Des instruments institutionnels qui permettent de contourner les élus de la nation
Enfin, la panoplie institutionnelle de la Ve République permet à l’exécutif de prendre des décisions importantes sans devoir passer par le Parlement ou en sollicitant seulement de sa part une intervention très minimale. Il y a d’abord la montée de cette puissante machine administrative et technocratique qui fait que la plupart des textes discutés sont d’origine gouvernementale (les projets de loi).

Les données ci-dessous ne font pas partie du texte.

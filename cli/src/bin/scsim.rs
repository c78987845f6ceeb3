use std::path::Path;
#[macro_use]
extern crate log;

fn main() -> std::io::Result<()> {
    let matches = scsim_cli::scsim_commands::scsim_parser().get_matches();
    let start = std::time::Instant::now();
    if let Some(("pipeline", sub_m)) = matches.subcommand() {
        let path = get_path(sub_m, "profile")?;
        let file = std::fs::read_to_string(path)?;
        let config: scsim_cli::pipeline::PipelineConfig = toml::from_str(&file)
            .map_err(|e| std::io::Error::new(std::io::ErrorKind::InvalidData, e))?;
        scsim_cli::pipeline::run_pipeline(&config)?;
        info!("ELAPSED\t{:.3}s", start.elapsed().as_secs_f64());
        return Ok(());
    }
    if let Some((_, sub_m)) = matches.subcommand() {
        let level = match sub_m.get_count("verbose") {
            0 => "warn",
            1 => "info",
            2 => "debug",
            _ => "trace",
        };
        env_logger::Builder::from_env(env_logger::Env::default().default_filter_or(level)).init();
    }
    match matches.subcommand() {
        Some(("genreads", sub_m)) => genreads(sub_m)?,
        Some(("amplify", sub_m)) => amplify(sub_m)?,
        _ => unreachable!(),
    }
    info!("ELAPSED\t{:.3}s", start.elapsed().as_secs_f64());
    Ok(())
}

fn get_path<'a>(matches: &'a clap::ArgMatches, id: &str) -> std::io::Result<&'a Path> {
    matches
        .get_one::<String>(id)
        .map(Path::new)
        .ok_or_else(|| std::io::Error::new(std::io::ErrorKind::InvalidInput, format!("{} is required", id)))
}

fn genreads(matches: &clap::ArgMatches) -> std::io::Result<()> {
    debug!("START\tGenreads");
    let config = scsim_cli::scsim_commands::malbac_config(matches);
    let input = get_path(matches, "input")?;
    let prefix = get_path(matches, "output")?;
    let profile = matches.get_one::<String>("profile").map(Path::new);
    let written = scsim_cli::pipeline::generate_reads(input, prefix, profile, &config)?;
    info!("WRITTEN\t{}", written);
    Ok(())
}

fn amplify(matches: &clap::ArgMatches) -> std::io::Result<()> {
    debug!("START\tAmplify");
    let config = scsim_cli::scsim_commands::malbac_config(matches);
    let input = get_path(matches, "input")?;
    let output = get_path(matches, "output")?;
    let amplicons = scsim_cli::pipeline::amplify(input, output, &config)?;
    info!("AMPLICONS\t{}", amplicons);
    Ok(())
}
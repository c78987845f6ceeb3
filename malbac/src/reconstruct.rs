//! Rebuild the sequence of an amplicon from its template and its error list.
use crate::seq::complement_base;
use definitions::{Amplicon, ErrorKind, ErrorList, Fragment};

/// The pools an amplicon can refer to as its template.
#[derive(Debug, Clone, Copy)]
pub struct TemplateStore<'a> {
    fragments: &'a [Fragment],
    semi_amplicons: &'a [Amplicon],
    bases: &'a [u8],
}

impl<'a> TemplateStore<'a> {
    pub fn new(fragments: &'a [Fragment], semi_amplicons: &'a [Amplicon], bases: &'a [u8]) -> Self {
        Self {
            fragments,
            semi_amplicons,
            bases,
        }
    }
    /// The sequence of the amplicon. Memoized in the amplicon.
    /// Panics if the template does not exist, as it means the pools are corrupted.
    pub fn sequence_of<'b>(&self, amplicon: &'b Amplicon) -> &'b [u8] {
        amplicon.sequence_or_init(|| {
            let template = amplicon.template();
            let source = if amplicon.is_semi() {
                match self.fragments.get(template) {
                    Some(fragment) => fragment.sequence(),
                    None => panic!("Fragment {} does not exist", template),
                }
            } else {
                match self.semi_amplicons.get(template) {
                    Some(semi) if semi.is_semi() => self.sequence_of(semi),
                    Some(_) => panic!("Template {} is not a semi amplicon", template),
                    None => panic!("Semi amplicon {} does not exist", template),
                }
            };
            replay(source, amplicon.start(), amplicon.length(), amplicon.errors(), self.bases)
        })
    }
}

/// Copy `length` bases of the complement of `source` from `start`, applying the errors.
/// A dropout skips a source base, and a substitution emits the recorded base instead.
pub fn replay(source: &[u8], start: usize, length: usize, errors: &ErrorList, bases: &[u8]) -> Vec<u8> {
    let span = length + errors.dropouts();
    assert!(
        start + span <= source.len(),
        "[{},{}) is out of the template of length {}",
        start,
        start + span,
        source.len()
    );
    let mut seq = Vec::with_capacity(length);
    let mut pos = start;
    for error in errors.errors() {
        let target = start + error.position() as usize;
        while pos < target {
            seq.push(complement_base(source[pos]));
            pos += 1;
        }
        if error.kind() == ErrorKind::Substitution {
            seq.push(bases[error.alt() as usize]);
        }
        pos += 1;
    }
    while seq.len() < length {
        seq.push(complement_base(source[pos]));
        pos += 1;
    }
    assert_eq!(seq.len(), length);
    seq
}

Il y a ensuite ces instruments qui permettent à l’exécutif d’intervenir à la place du Parlement : les ordonnances, qui doivent être ratifiées par les parlementaires, mais à l’égard desquelles le Conseil d’Etat admet désormais que la ratification peut être à nouveau implicite, au grand dam de la Constitution qui impose pourtant une ratification expresse !
Quant au pouvoir réglementaire du Président, du Premier ministre et des ministres, il a acquis un très large champ d’intervention. Face à tout cela, les élus sont démunis. À part solliciter les services de leurs assemblées ou leurs collaborateurs, ils ne peuvent pas faire grand-chose. D’où une certaine désaffection de leur part.